Problem to solve. Set down every entry again, exactly as it appears.

Provided records.

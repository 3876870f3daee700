//! Mail account autodiscovery.
//!
//! [`Discovery`] walks a fallback chain of provider sources (hosted ISPDB,
//! domain autoconfig, MX-derived autoconfig, Outlook autodiscover) and ends
//! with a heuristic guess, so a syntactically valid address always yields a
//! configuration. The top-level [`discover`] wires the chain to the system
//! resolver and a blocking `reqwest` client.

mod dns;
mod document;
mod error;
mod guess;
mod http;
mod mozilla;
mod notation;
mod options;
mod outlook;
mod sources;
mod types;

pub use dns::{DnsLookup, MxRecord, SrvRecord, SystemDns};
pub use document::{Document, Element};
pub use error::DiscoveryError;
pub use guess::guess_config;
pub use http::{ContentType, HttpMethod, HttpRequest, HttpResponse, HttpTransport, ReqwestTransport};
pub use mozilla::MozillaNotation;
pub use notation::Notation;
pub use options::{
    AUTOCONFIG_URL, AUTODISCOVER_BASE_URL, AUTODISCOVER_SRV_SERVICE, AUTODISCOVER_SUBDOMAIN_URL,
    DiscoveryOptions, HeuristicDefaults, ISPDB_URL,
};
pub use outlook::OutlookNotation;
pub use types::{AttemptOutcome, DiscoveryReport, DiscoverySource, SourceAttempt};

use crate::account::MailAccountConfig;
use crate::validator::{EmailAddress, parse_address};

/// Discovery resolver over an HTTP transport and a DNS capability.
pub struct Discovery<H, D> {
    http: H,
    dns: D,
    options: DiscoveryOptions,
}

impl<H: HttpTransport, D: DnsLookup> Discovery<H, D> {
    pub fn new(http: H, dns: D, options: DiscoveryOptions) -> Self {
        Self { http, dns, options }
    }

    pub fn options(&self) -> &DiscoveryOptions {
        &self.options
    }

    /// Returns the first configuration produced by the chain.
    ///
    /// Fails only with [`DiscoveryError::InvalidInput`].
    pub fn discover(&self, email: &str) -> Result<MailAccountConfig, DiscoveryError> {
        self.discover_report(email).map(|report| report.config)
    }

    /// Like [`Discovery::discover`], keeping the trail of attempted sources.
    pub fn discover_report(&self, email: &str) -> Result<DiscoveryReport, DiscoveryError> {
        let address = parse_address(email)?;
        let mut attempts = Vec::with_capacity(self.options.sources.len() + 1);

        for &source in &self.options.sources {
            if source == DiscoverySource::Heuristic {
                continue;
            }
            match self.run_source(source, &address) {
                Ok(Some(mut config)) => {
                    config.fill_usernames(&address.original);
                    tracing::info!(email = %address.original, %source, "configuration found");
                    attempts.push(SourceAttempt {
                        source,
                        outcome: AttemptOutcome::Found,
                    });
                    return Ok(DiscoveryReport {
                        email: address.original,
                        source,
                        config,
                        attempts,
                    });
                }
                Ok(None) => {
                    tracing::debug!(%source, "source had nothing to try");
                    attempts.push(SourceAttempt {
                        source,
                        outcome: AttemptOutcome::NotFound,
                    });
                }
                Err(err) => {
                    tracing::debug!(%source, error = %err, "source failed");
                    attempts.push(SourceAttempt {
                        source,
                        outcome: AttemptOutcome::Failed(err.to_string()),
                    });
                }
            }
        }

        heuristic_report(address, &self.options, attempts)
    }
}

/// Discovers `email` with default options.
pub fn discover(email: &str) -> Result<MailAccountConfig, DiscoveryError> {
    discover_with_options(email, DiscoveryOptions::default()).map(|report| report.config)
}

/// Runs the full chain against the system resolver and a `reqwest` client.
///
/// When the HTTP client cannot be built the heuristic result is returned.
pub fn discover_with_options(
    email: &str,
    options: DiscoveryOptions,
) -> Result<DiscoveryReport, DiscoveryError> {
    match ReqwestTransport::new(options.connect_timeout, options.request_timeout) {
        Ok(http) => Discovery::new(http, SystemDns::from_system_conf(), options).discover_report(email),
        Err(err) => {
            tracing::warn!(error = %err, "HTTP client unavailable, using heuristic only");
            let address = parse_address(email)?;
            heuristic_report(address, &options, Vec::new())
        }
    }
}

fn heuristic_report(
    address: EmailAddress,
    options: &DiscoveryOptions,
    mut attempts: Vec<SourceAttempt>,
) -> Result<DiscoveryReport, DiscoveryError> {
    let config = guess_config(&address, options.preferred_incoming(), &options.heuristic)?;
    tracing::info!(email = %address.original, "falling back to heuristic configuration");
    attempts.push(SourceAttempt {
        source: DiscoverySource::Heuristic,
        outcome: AttemptOutcome::Found,
    });
    Ok(DiscoveryReport {
        email: address.original,
        source: DiscoverySource::Heuristic,
        config,
        attempts,
    })
}
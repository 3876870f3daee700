use std::time::Duration;

#[cfg(feature = "with-serde")]
use serde::{Deserialize, Serialize};

/// Réglages de [`verify_account`](super::verify_account).
#[cfg_attr(feature = "with-serde", derive(Serialize, Deserialize))]
#[derive(Debug, Clone, PartialEq, Eq)]
pub struct VerifyOptions {
    /// Nom annoncé dans `EHLO`.
    pub helo_domain: String,
    pub connect_timeout_ms: u64,
    /// Inactivité au-delà de laquelle une lecture rend ce qu'elle a reçu.
    pub read_timeout_ms: u64,
    /// Plafond de durée d'une session ; zéro garde le plafond par défaut.
    pub session_timeout_ms: u64,
}

impl Default for VerifyOptions {
    fn default() -> Self {
        Self {
            helo_domain: "localhost".to_string(),
            connect_timeout_ms: 30_000,
            read_timeout_ms: 2_000,
            session_timeout_ms: DEFAULT_SESSION_MS,
        }
    }
}

impl VerifyOptions {
    pub fn new() -> Self {
        Self::default()
    }

    pub fn with_helo_domain(mut self, helo: impl Into<String>) -> Self {
        self.helo_domain = helo.into();
        self
    }

    pub fn with_connect_timeout(mut self, timeout: Duration) -> Self {
        self.connect_timeout_ms = duration_ms(timeout);
        self
    }

    pub fn with_read_timeout(mut self, timeout: Duration) -> Self {
        self.read_timeout_ms = duration_ms(timeout);
        self
    }

    pub fn with_session_timeout(mut self, timeout: Duration) -> Self {
        self.session_timeout_ms = duration_ms(timeout);
        self
    }

    /// Zéro : seule l'échéance de session borne la connexion.
    pub fn connect_timeout(&self) -> Option<Duration> {
        non_zero(self.connect_timeout_ms)
    }

    /// Zéro : pas de délai d'inactivité, les lectures restent bornées par
    /// l'échéance de session.
    pub fn read_timeout(&self) -> Option<Duration> {
        non_zero(self.read_timeout_ms)
    }

    /// Toujours défini : une session ne peut pas durer indéfiniment.
    pub fn session_timeout(&self) -> Duration {
        non_zero(self.session_timeout_ms)
            .unwrap_or(Duration::from_millis(DEFAULT_SESSION_MS))
    }

    pub fn helo_name(&self) -> &str {
        let helo = self.helo_domain.trim();
        if helo.is_empty() { "localhost" } else { helo }
    }
}

const DEFAULT_SESSION_MS: u64 = 300_000;

fn non_zero(ms: u64) -> Option<Duration> {
    if ms == 0 {
        None
    } else {
        Some(Duration::from_millis(ms))
    }
}

fn duration_ms(timeout: Duration) -> u64 {
    u64::try_from(timeout.as_millis()).unwrap_or(u64::MAX)
}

Result for this task.
repository 3876870f3daee700
//! Mail account autodiscovery.
//!
//! [`Discovery`] walks a fallback chain of provider sources (hosted ISPDB,
//! domain autoconfig, MX-derived autoconfig, Outlook autodiscover) and ends
//! with a heuristic guess, so a syntactically valid address always yields a
//! configuration. The top-level [`discover`] wires the chain to the system
//! resolver and a blocking `reqwest` client.

mod dns;
mod document;
mod error;
mod guess;
mod http;
mod mozilla;
mod notation;
mod options;
mod outlook;
mod sources;
mod types;

pub use dns::{DnsLookup, MxRecord, SrvRecord, SystemDns};
pub use document::{Document, Element};
pub use error::DiscoveryError;
pub use guess::guess_config;
pub use http::{ContentType, HttpMethod, HttpRequest, HttpResponse, HttpTransport, ReqwestTransport};
pub use mozilla::MozillaNotation;
pub use notation::Notation;
pub use options::{
    AUTOCONFIG_URL, AUTODISCOVER_BASE_URL, AUTODISCOVER_SRV_SERVICE, AUTODISCOVER_SUBDOMAIN_URL,
    DiscoveryOptions, HeuristicDefaults, ISPDB_URL,
};
pub use outlook::OutlookNotation;
pub use types::{AttemptOutcome, DiscoveryReport, DiscoverySource, SourceAttempt};

use crate::account::MailAccountConfig;
use crate::validator::{EmailAddress, parse_address};

/// Discovery resolver over an HTTP transport and a DNS capability.
pub struct Discovery<H, D> {
    http: H,
    dns: D,
    options: DiscoveryOptions,
}

impl<H: HttpTransport, D: DnsLookup> Discovery<H, D> {
    pub fn new(http: H, dns: D, options: DiscoveryOptions) -> Self {
        Self { http, dns, options }
    }

    pub fn options(&self) -> &DiscoveryOptions {
        &self.options
    }

    /// Returns the first configuration produced by the chain.
    ///
    /// Fails only with [`DiscoveryError::InvalidInput`].
    pub fn discover(&self, email: &str) -> Result<MailAccountConfig, DiscoveryError> {
        self.discover_report(email).map(|report| report.config)
    }

    /// Like [`Discovery::discover`], keeping the trail of attempted sources.
    pub fn discover_report(&self, email: &str) -> Result<DiscoveryReport, DiscoveryError> {
        let address = parse_address(email)?;
        let mut attempts = Vec::with_capacity(self.options.sources.len() + 1);

        for &source in &self.options.sources {
            if source == DiscoverySource::Heuristic {
                continue;
            }
            match self.run_source(source, &address) {
                Ok(Some(mut config)) => {
                    config.fill_usernames(&address.original);
                    tracing::info!(email = %address.original, %source, "configuration found");
                    attempts.push(SourceAttempt {
                        source,
                        outcome: AttemptOutcome::Found,
                    });
                    return Ok(DiscoveryReport {
                        email: address.original,
                        source,
                        config,
                        attempts,
                    });
                }
                Ok(None) => {
                    tracing::debug!(%source, "source had nothing to try");
                    attempts.push(SourceAttempt {
                        source,
                        outcome: AttemptOutcome::NotFound,
                    });
                }
                Err(err) => {
                    tracing::debug!(%source, error = %err, "source failed");
                    attempts.push(SourceAttempt {
                        source,
                        outcome: AttemptOutcome::Failed(err.to_string()),
                    });
                }
            }
        }

        heuristic_report(address, &self.options, attempts)
    }
}

/// Discovers `email` with default options.
pub fn discover(email: &str) -> Result<MailAccountConfig, DiscoveryError> {
    discover_with_options(email, DiscoveryOptions::default()).map(|report| report.config)
}

/// Runs the full chain against the system resolver and a `reqwest` client.
///
/// When the HTTP client cannot be built the heuristic result is returned.
pub fn discover_with_options(
    email: &str,
    options: DiscoveryOptions,
) -> Result<DiscoveryReport, DiscoveryError> {
    match ReqwestTransport::new(options.connect_timeout, options.request_timeout) {
        Ok(http) => Discovery::new(http, SystemDns::from_system_conf(), options).discover_report(email),
        Err(err) => {
            tracing::warn!(error = %err, "HTTP client unavailable, using heuristic only");
            let address = parse_address(email)?;
            heuristic_report(address, &options, Vec::new())
        }
    }
}

fn heuristic_report(
    address: EmailAddress,
    options: &DiscoveryOptions,
    mut attempts: Vec<SourceAttempt>,
) -> Result<DiscoveryReport, DiscoveryError> {
    let config = guess_config(&address, options.preferred_incoming(), &options.heuristic)?;
    tracing::info!(email = %address.original, "falling back to heuristic configuration");
    attempts.push(SourceAttempt {
        source: DiscoverySource::Heuristic,
        outcome: AttemptOutcome::Found,
    });
    Ok(DiscoveryReport {
        email: address.original,
        source: DiscoverySource::Heuristic,
        config,
        attempts,
    })
}
repository 3876870f3daee700
use std::time::Duration;

#[cfg(feature = "with-serde")]
use serde::{Deserialize, Serialize};

/// Réglages de [`verify_account`](super::verify_account).
#[cfg_attr(feature = "with-serde", derive(Serialize, Deserialize))]
#[derive(Debug, Clone, PartialEq, Eq)]
pub struct VerifyOptions {
    /// Nom annoncé dans `EHLO`.
    pub helo_domain: String,
    pub connect_timeout_ms: u64,
    /// Inactivité au-delà de laquelle une lecture rend ce qu'elle a reçu.
    pub read_timeout_ms: u64,
    /// Plafond de durée d'une session ; zéro garde le plafond par défaut.
    pub session_timeout_ms: u64,
}

impl Default for VerifyOptions {
    fn default() -> Self {
        Self {
            helo_domain: "localhost".to_string(),
            connect_timeout_ms: 30_000,
            read_timeout_ms: 2_000,
            session_timeout_ms: DEFAULT_SESSION_MS,
        }
    }
}

impl VerifyOptions {
    pub fn new() -> Self {
        Self::default()
    }

    pub fn with_helo_domain(mut self, helo: impl Into<String>) -> Self {
        self.helo_domain = helo.into();
        self
    }

    pub fn with_connect_timeout(mut self, timeout: Duration) -> Self {
        self.connect_timeout_ms = duration_ms(timeout);
        self
    }

    pub fn with_read_timeout(mut self, timeout: Duration) -> Self {
        self.read_timeout_ms = duration_ms(timeout);
        self
    }

    pub fn with_session_timeout(mut self, timeout: Duration) -> Self {
        self.session_timeout_ms = duration_ms(timeout);
        self
    }

    /// Zéro : seule l'échéance de session borne la connexion.
    pub fn connect_timeout(&self) -> Option<Duration> {
        non_zero(self.connect_timeout_ms)
    }

    /// Zéro : pas de délai d'inactivité, les lectures restent bornées par
    /// l'échéance de session.
    pub fn read_timeout(&self) -> Option<Duration> {
        non_zero(self.read_timeout_ms)
    }

    /// Toujours défini : une session ne peut pas durer indéfiniment.
    pub fn session_timeout(&self) -> Duration {
        non_zero(self.session_timeout_ms)
            .unwrap_or(Duration::from_millis(DEFAULT_SESSION_MS))
    }

    pub fn helo_name(&self) -> &str {
        let helo = self.helo_domain.trim();
        if helo.is_empty() { "localhost" } else { helo }
    }
}

const DEFAULT_SESSION_MS: u64 = 300_000;

fn non_zero(ms: u64) -> Option<Duration> {
    if ms == 0 {
        None
    } else {
        Some(Duration::from_millis(ms))
    }
}

fn duration_ms(timeout: Duration) -> u64 {
    u64::try_from(timeout.as_millis()).unwrap_or(u64::MAX)
}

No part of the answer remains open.